Working on a NodeJS project
NodeJS projects are different from other types of projects in that the app itself runs a webserver. Which means it needs a port to listen on. And it also means it needs to be kept alive. If your application crashes for whatever reason, we need to ensure it restarts successfully. For that we use PM2.
PM2¶
You have full access to PM2 when logging into the server as your project user. You can check logs, restart your project, etc. But you do so at your own risk. Your project starts, stops and is reloaded via PM2 when managed through the platform.

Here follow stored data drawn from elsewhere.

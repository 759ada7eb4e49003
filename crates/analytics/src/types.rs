use std::collections::BTreeMap;

use serde::{Deserialize, Serialize};

/// One enriched honeypot session, as produced by the ingestion and
/// enrichment pipeline. Read-only for the duration of an analysis run.
#[derive(Debug, Clone, Serialize, Deserialize)]
pub struct SessionRecord {
    pub session_id: String,
    pub source_ip: String,
    pub sensor_id: String,
    pub start_ts_unix: i64,
    pub end_ts_unix: i64,
    /// Canonical (normalized, non-defanged) command lines, in order.
    pub commands: Vec<String>,
    /// Raw command lines as captured, kept for evidence payloads.
    #[serde(default)]
    pub raw_commands: Vec<String>,
    #[serde(default)]
    pub auth_attempts: Vec<AuthAttempt>,
    #[serde(default)]
    pub dst_ports: Vec<u16>,
    #[serde(default)]
    pub bytes_in: u64,
    #[serde(default)]
    pub bytes_out: u64,
    #[serde(default)]
    pub file_transfers: Vec<FileTransferEvent>,
    #[serde(default)]
    pub enrichment: Enrichment,
}

impl SessionRecord {
    pub fn duration_secs(&self) -> f64 {
        self.end_ts_unix.saturating_sub(self.start_ts_unix).max(0) as f64
    }
}

#[derive(Debug, Clone, Serialize, Deserialize)]
pub struct AuthAttempt {
    pub username: String,
    pub password: String,
    pub success: bool,
}

#[derive(Debug, Clone, Copy, PartialEq, Eq, Serialize, Deserialize)]
#[serde(rename_all = "snake_case")]
pub enum TransferDirection {
    Download,
    Upload,
}

#[derive(Debug, Clone, Serialize, Deserialize)]
pub struct FileTransferEvent {
    pub filename: String,
    pub size_bytes: u64,
    pub direction: TransferDirection,
    /// None when no scanner verdict is available for this transfer.
    #[serde(default)]
    pub malware_detected: Option<bool>,
}

/// Enrichment annotations. Every field is optional: an absent feed is
/// "unknown", never "benign" — extraction records the gap in the
/// vector's quality metadata instead of guessing.
#[derive(Debug, Clone, Default, Serialize, Deserialize)]
pub struct Enrichment {
    pub country: Option<String>,
    pub asn: Option<u32>,
    pub latitude: Option<f64>,
    pub longitude: Option<f64>,
    pub is_cloud_provider: Option<bool>,
    pub is_vpn: Option<bool>,
    pub is_tor_exit: Option<bool>,
    /// How many of this session's attempted passwords appear in known
    /// breach corpora.
    pub breached_passwords: Option<u64>,
}

#[derive(Debug, Clone, Copy, PartialEq, Eq, Hash, PartialOrd, Ord, Serialize, Deserialize)]
#[serde(rename_all = "snake_case")]
pub enum DetectionKind {
    RareCommand,
    AnomalousSequence,
    BehavioralOutlier,
    EmergingPattern,
    HighEntropyPayload,
    SnowshoeCluster,
}

impl DetectionKind {
    pub fn as_str(self) -> &'static str {
        match self {
            Self::RareCommand => "rare_command",
            Self::AnomalousSequence => "anomalous_sequence",
            Self::BehavioralOutlier => "behavioral_outlier",
            Self::EmergingPattern => "emerging_pattern",
            Self::HighEntropyPayload => "high_entropy_payload",
            Self::SnowshoeCluster => "snowshoe_cluster",
        }
    }
}

#[derive(Debug, Clone, Copy, PartialEq, Eq, PartialOrd, Ord, Serialize, Deserialize)]
#[serde(rename_all = "snake_case")]
pub enum Severity {
    Low,
    Medium,
    High,
    Critical,
}

impl Severity {
    /// Band a confidence value into a severity grade.
    pub fn from_confidence(confidence: f64) -> Self {
        if confidence >= 0.9 {
            Self::Critical
        } else if confidence >= 0.7 {
            Self::High
        } else if confidence >= 0.4 {
            Self::Medium
        } else {
            Self::Low
        }
    }
}

#[derive(Debug, Clone, Copy, PartialEq, Eq, Serialize, Deserialize)]
#[serde(rename_all = "snake_case")]
pub enum Verdict {
    CredentialStuffing,
    TargetedAttack,
    Hybrid,
    Benign,
}

impl Verdict {
    pub fn as_str(self) -> &'static str {
        match self {
            Self::CredentialStuffing => "credential_stuffing",
            Self::TargetedAttack => "targeted_attack",
            Self::Hybrid => "hybrid",
            Self::Benign => "benign",
        }
    }
}

/// Kind-specific structured evidence carried by a [`Detection`].
#[derive(Debug, Clone, Serialize, Deserialize)]
#[serde(tag = "type", rename_all = "snake_case")]
pub enum DetectionPayload {
    RareCommand {
        command: String,
        count: u64,
        corpus_size: u64,
        rarity: f64,
    },
    AnomalousSequence {
        session_id: String,
        window_index: usize,
        commands: Vec<String>,
        nearest_distance: f64,
    },
    BehavioralOutlier {
        session_id: String,
        nearest_distance: f64,
        epsilon: f64,
        min_points: usize,
    },
    EmergingPattern {
        pattern: String,
        baseline_count: u64,
        recent_count: u64,
        growth: f64,
    },
    HighEntropyPayload {
        session_id: String,
        field: String,
        entropy: f64,
        length: usize,
    },
    SnowshoeCluster {
        source_ips: Vec<String>,
        indicator_scores: Vec<(String, f64)>,
        skipped_indicators: Vec<String>,
        verdict: Verdict,
    },
}

/// One typed finding. `session_ids` is always a subset of the analyzed
/// window and is kept sorted for deterministic output.
#[derive(Debug, Clone, Serialize, Deserialize)]
pub struct Detection {
    pub kind: DetectionKind,
    pub confidence: f64,
    pub severity: Severity,
    pub payload: DetectionPayload,
    pub session_ids: Vec<String>,
}

/// Epsilon / min-points used for a clustering pass, carried on every
/// assignment for reproducibility.
#[derive(Debug, Clone, Copy, PartialEq, Serialize, Deserialize)]
pub struct ClusterParams {
    pub epsilon: f64,
    pub min_points: usize,
}

#[derive(Debug, Clone, Copy, PartialEq, Eq, Serialize, Deserialize)]
#[serde(rename_all = "snake_case")]
pub enum ClusterLabel {
    Member(u32),
    Noise,
}

impl ClusterLabel {
    pub fn is_noise(self) -> bool {
        matches!(self, Self::Noise)
    }
}

#[derive(Debug, Clone, Serialize, Deserialize)]
pub struct ClusterAssignment {
    pub entity_id: String,
    pub label: ClusterLabel,
    pub params: ClusterParams,
}

/// Counters for locally-recovered quality issues that never fail a
/// run: clamped out-of-range features, enrichment signals that were
/// structurally unavailable, and scoring indicators skipped for lack of
/// samples.
#[derive(Debug, Clone, Copy, Default, PartialEq, Eq, Serialize, Deserialize)]
pub struct QualityCounters {
    pub clamped_features: u64,
    pub unavailable_signals: u64,
    pub skipped_indicators: u64,
}

impl QualityCounters {
    pub fn merge(&mut self, other: QualityCounters) {
        self.clamped_features += other.clamped_features;
        self.unavailable_signals += other.unavailable_signals;
        self.skipped_indicators += other.skipped_indicators;
    }
}

#[derive(Debug, Clone, Serialize, Deserialize)]
pub struct RunMetrics {
    pub events_analyzed: usize,
    pub duration_ms: u64,
    /// Estimated peak working-set bytes for the distance computations.
    pub estimated_memory_bytes: u64,
    /// 1.0 for a fully clean window, degraded by quality counters.
    pub data_quality_score: f64,
}

/// The product of one analysis run over one window. Immutable once
/// returned.
#[derive(Debug, Clone, Serialize, Deserialize)]
pub struct AnalysisResult {
    pub window_start_unix: i64,
    pub window_end_unix: i64,
    pub baseline_days: u32,
    /// Per-kind detection counts, keyed by `DetectionKind::as_str`.
    pub detection_counts: BTreeMap<String, usize>,
    pub overall_confidence: f64,
    pub verdict: Verdict,
    pub recommendation: String,
    pub metrics: RunMetrics,
    pub quality: QualityCounters,
    pub detections: Vec<Detection>,
    /// True when this result was served from a checkpoint without
    /// re-executing the detectors.
    #[serde(default)]
    pub from_checkpoint: bool,
}

/// Fingerprint of one completed run, used to skip unchanged windows.
#[derive(Debug, Clone, PartialEq, Eq, Serialize, Deserialize)]
pub struct AnalysisCheckpoint {
    pub window_start_unix: i64,
    pub window_end_unix: i64,
    pub vocabulary_fingerprint: String,
    pub session_count: usize,
    /// Store key of the `AnalysisResult` this checkpoint corresponds to.
    pub result_key: String,
}

impl AnalysisCheckpoint {
    /// Whether `other` describes the same input window: identical
    /// bounds, vocabulary fingerprint, and session count.
    pub fn same_input(&self, other: &AnalysisCheckpoint) -> bool {
        self.window_start_unix == other.window_start_unix
            && self.window_end_unix == other.window_end_unix
            && self.vocabulary_fingerprint == other.vocabulary_fingerprint
            && self.session_count == other.session_count
    }
}
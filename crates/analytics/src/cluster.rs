//! Density-based clustering (DBSCAN semantics) over behavioral
//! vectors, geographic coordinates, or timestamps.
//!
//! Backend selection follows the capability descriptor: a
//! vector-similarity index answers neighborhood queries when present,
//! otherwise distances are computed in memory. Visitation is strictly
//! in input order and neighbor lists are index-sorted, so labels and
//! the noise set are identical across runs.

use crate::capability::BackendCapabilities;
use crate::information::{cosine_distance, haversine_km};
use crate::types::{ClusterAssignment, ClusterLabel, ClusterParams};

/// One point entering a clustering pass. All points of a pass carry the
/// same coordinate kind.
#[derive(Debug, Clone)]
pub struct ClusterPoint {
    pub entity_id: String,
    pub coord: Coord,
}

#[derive(Debug, Clone)]
pub enum Coord {
    /// Dense feature vector; cosine distance.
    Dense(Vec<f64>),
    /// WGS84 coordinates; great-circle distance in kilometers.
    Geo { lat: f64, lon: f64 },
    /// Unix timestamp; absolute delta in seconds.
    Time(i64),
}

fn distance(a: &Coord, b: &Coord) -> f64 {
    match (a, b) {
        (Coord::Dense(x), Coord::Dense(y)) => cosine_distance(x, y),
        (Coord::Geo { lat: la, lon: lo }, Coord::Geo { lat: lb, lon: lj }) => {
            haversine_km(*la, *lo, *lb, *lj)
        }
        (Coord::Time(x), Coord::Time(y)) => (*x as i128 - *y as i128).unsigned_abs() as f64,
        // Mixed kinds never cluster together.
        _ => f64::INFINITY,
    }
}

/// Neighborhood queries served by a vector-similarity index.
///
/// `neighbors_within` returns the indices of loaded points within
/// `epsilon` of point `idx` (excluding `idx`), in ascending index
/// order.
pub trait VectorIndex: Send {
    fn load(&mut self, points: &[Vec<f64>]);
    fn neighbors_within(&self, idx: usize, epsilon: f64) -> Vec<usize>;
}

enum Neighborhoods {
    /// Full pairwise distance matrix (row-major, n*n).
    Matrix { distances: Vec<f64>, n: usize },
    /// Recompute per query; used when the matrix would bust the memory
    /// budget. Same results, bounded memory.
    OnDemand,
    Index(Box<dyn VectorIndex>),
}

pub struct ClusteringEngine {
    memory_budget_bytes: usize,
    capabilities: BackendCapabilities,
}

impl ClusteringEngine {
    pub fn new(capabilities: BackendCapabilities, memory_budget_bytes: usize) -> Self {
        Self {
            memory_budget_bytes,
            capabilities,
        }
    }

    /// Estimated bytes for the in-memory distance matrix of `n` points.
    pub fn estimated_matrix_bytes(n: usize) -> u64 {
        (n as u64) * (n as u64) * std::mem::size_of::<f64>() as u64
    }

    /// Bytes the neighborhood backend will actually hold for `n`
    /// points: the full matrix when it fits the budget, otherwise one
    /// recomputed neighbor row at a time.
    pub fn planned_memory_bytes(&self, n: usize) -> u64 {
        let matrix = Self::estimated_matrix_bytes(n);
        if matrix > self.memory_budget_bytes as u64 {
            (n as u64) * std::mem::size_of::<f64>() as u64
        } else {
            matrix
        }
    }

    /// DBSCAN over `points`. A point is core when at least `min_points`
    /// *other* points lie within `epsilon`; clusters connect core
    /// points and attach border points; the rest is noise.
    pub fn cluster(
        &self,
        points: &[ClusterPoint],
        params: ClusterParams,
        index: Option<Box<dyn VectorIndex>>,
    ) -> Vec<ClusterAssignment> {
        let n = points.len();
        let neighborhoods = self.build_neighborhoods(points, index);

        const UNVISITED: i64 = -2;
        const NOISE: i64 = -1;
        let mut labels = vec![UNVISITED; n];
        let mut next_cluster: i64 = 0;

        for i in 0..n {
            if labels[i] != UNVISITED {
                continue;
            }
            let neighbors = self.neighbors(&neighborhoods, points, i, params.epsilon);
            if neighbors.len() < params.min_points {
                labels[i] = NOISE;
                continue;
            }

            let cluster = next_cluster;
            next_cluster += 1;
            labels[i] = cluster;

            // Seed queue expansion in deterministic (index) order.
            let mut queue: Vec<usize> = neighbors;
            let mut cursor = 0;
            while cursor < queue.len() {
                let j = queue[cursor];
                cursor += 1;

                if labels[j] == NOISE {
                    labels[j] = cluster; // border point
                }
                if labels[j] != UNVISITED {
                    continue;
                }
                labels[j] = cluster;

                let j_neighbors = self.neighbors(&neighborhoods, points, j, params.epsilon);
                if j_neighbors.len() >= params.min_points {
                    queue.extend(j_neighbors);
                }
            }
        }

        points
            .iter()
            .zip(&labels)
            .map(|(point, &label)| ClusterAssignment {
                entity_id: point.entity_id.clone(),
                label: if label < 0 {
                    ClusterLabel::Noise
                } else {
                    ClusterLabel::Member(label as u32)
                },
                params,
            })
            .collect()
    }

    fn build_neighborhoods(
        &self,
        points: &[ClusterPoint],
        index: Option<Box<dyn VectorIndex>>,
    ) -> Neighborhoods {
        if self.capabilities.vector_backed {
            if let Some(mut index) = index {
                let dense: Option<Vec<Vec<f64>>> = points
                    .iter()
                    .map(|p| match &p.coord {
                        Coord::Dense(v) if v.len() <= self.capabilities.max_dimension => {
                            Some(v.clone())
                        }
                        _ => None,
                    })
                    .collect();
                // Only dense vectors within the index dimension bound go
                // through the index; otherwise fall back in memory.
                if let Some(dense) = dense {
                    index.load(&dense);
                    return Neighborhoods::Index(index);
                }
            }
        }

        let n = points.len();
        if Self::estimated_matrix_bytes(n) > self.memory_budget_bytes as u64 {
            return Neighborhoods::OnDemand;
        }

        let mut distances = vec![0.0; n * n];
        for i in 0..n {
            for j in (i + 1)..n {
                let d = distance(&points[i].coord, &points[j].coord);
                distances[i * n + j] = d;
                distances[j * n + i] = d;
            }
        }
        Neighborhoods::Matrix { distances, n }
    }

    fn neighbors(
        &self,
        neighborhoods: &Neighborhoods,
        points: &[ClusterPoint],
        idx: usize,
        epsilon: f64,
    ) -> Vec<usize> {
        match neighborhoods {
            Neighborhoods::Matrix { distances, n } => (0..*n)
                .filter(|&j| j != idx && distances[idx * n + j] <= epsilon)
                .collect(),
            Neighborhoods::OnDemand => (0..points.len())
                .filter(|&j| j != idx && distance(&points[idx].coord, &points[j].coord) <= epsilon)
                .collect(),
            Neighborhoods::Index(index) => {
                let mut out = index.neighbors_within(idx, epsilon);
                out.retain(|&j| j != idx);
                out.sort_unstable();
                out
            }
        }
    }
}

For example, when you switch NodeJS versions we will execute the pm2 stop
and pm2 kill
commands for your project,
switch NodeJS versions, and then run pm2 resurrect
.
To ensure your application exits, starts and reloads gracefully, you can implement this in your code: Documentation
PM2 in turn manages your project using NPM. It uses the npm start
command. It will not use npm stop
to stop the process however, it simply kills it (see graceful reload
documentation above).
Your project should have, in its package.json at the root of the project, a "start" key with the command to start your project.
For example:
"scripts": {
"start": "node docroot/server.js"
},
This way we do not have to enforce a specific naming convention, or location, on your "main" application file.
Ports¶
Your NodeJS application, when running on our infrastructure, must connect to a port.
There will be an environment variable available to your application which contains the port assigned to it.
This variable is named DXP_NODE_PORT
const http = require('http');
const server = http.createServer((req, res) => {
res.statusCode = 200;
const msg = 'Hello World!\n'
res.end(msg);
});
server.listen(process.env.DXP_NODE_PORT, () => {
console.log(`Server is running`);
});
Environment variables¶
In case you require the port to be exposed as a different environment variable, you can set it up so your application starts using a script and in that script you export the correct environment variables.
e.g.
"scripts": {
"start": "./start.sh"
},
#!/bin/bash
export MY_ENV_VARIABLE ${DXP_NODE_PORT}
node docroot/server.js
The preferred method is simply creating a .env
file and placing any environment variables therein, but some
frameworks read that file too late, and it can't be used for any variables that are needed during server setup. In that
case, the above can offer a solution.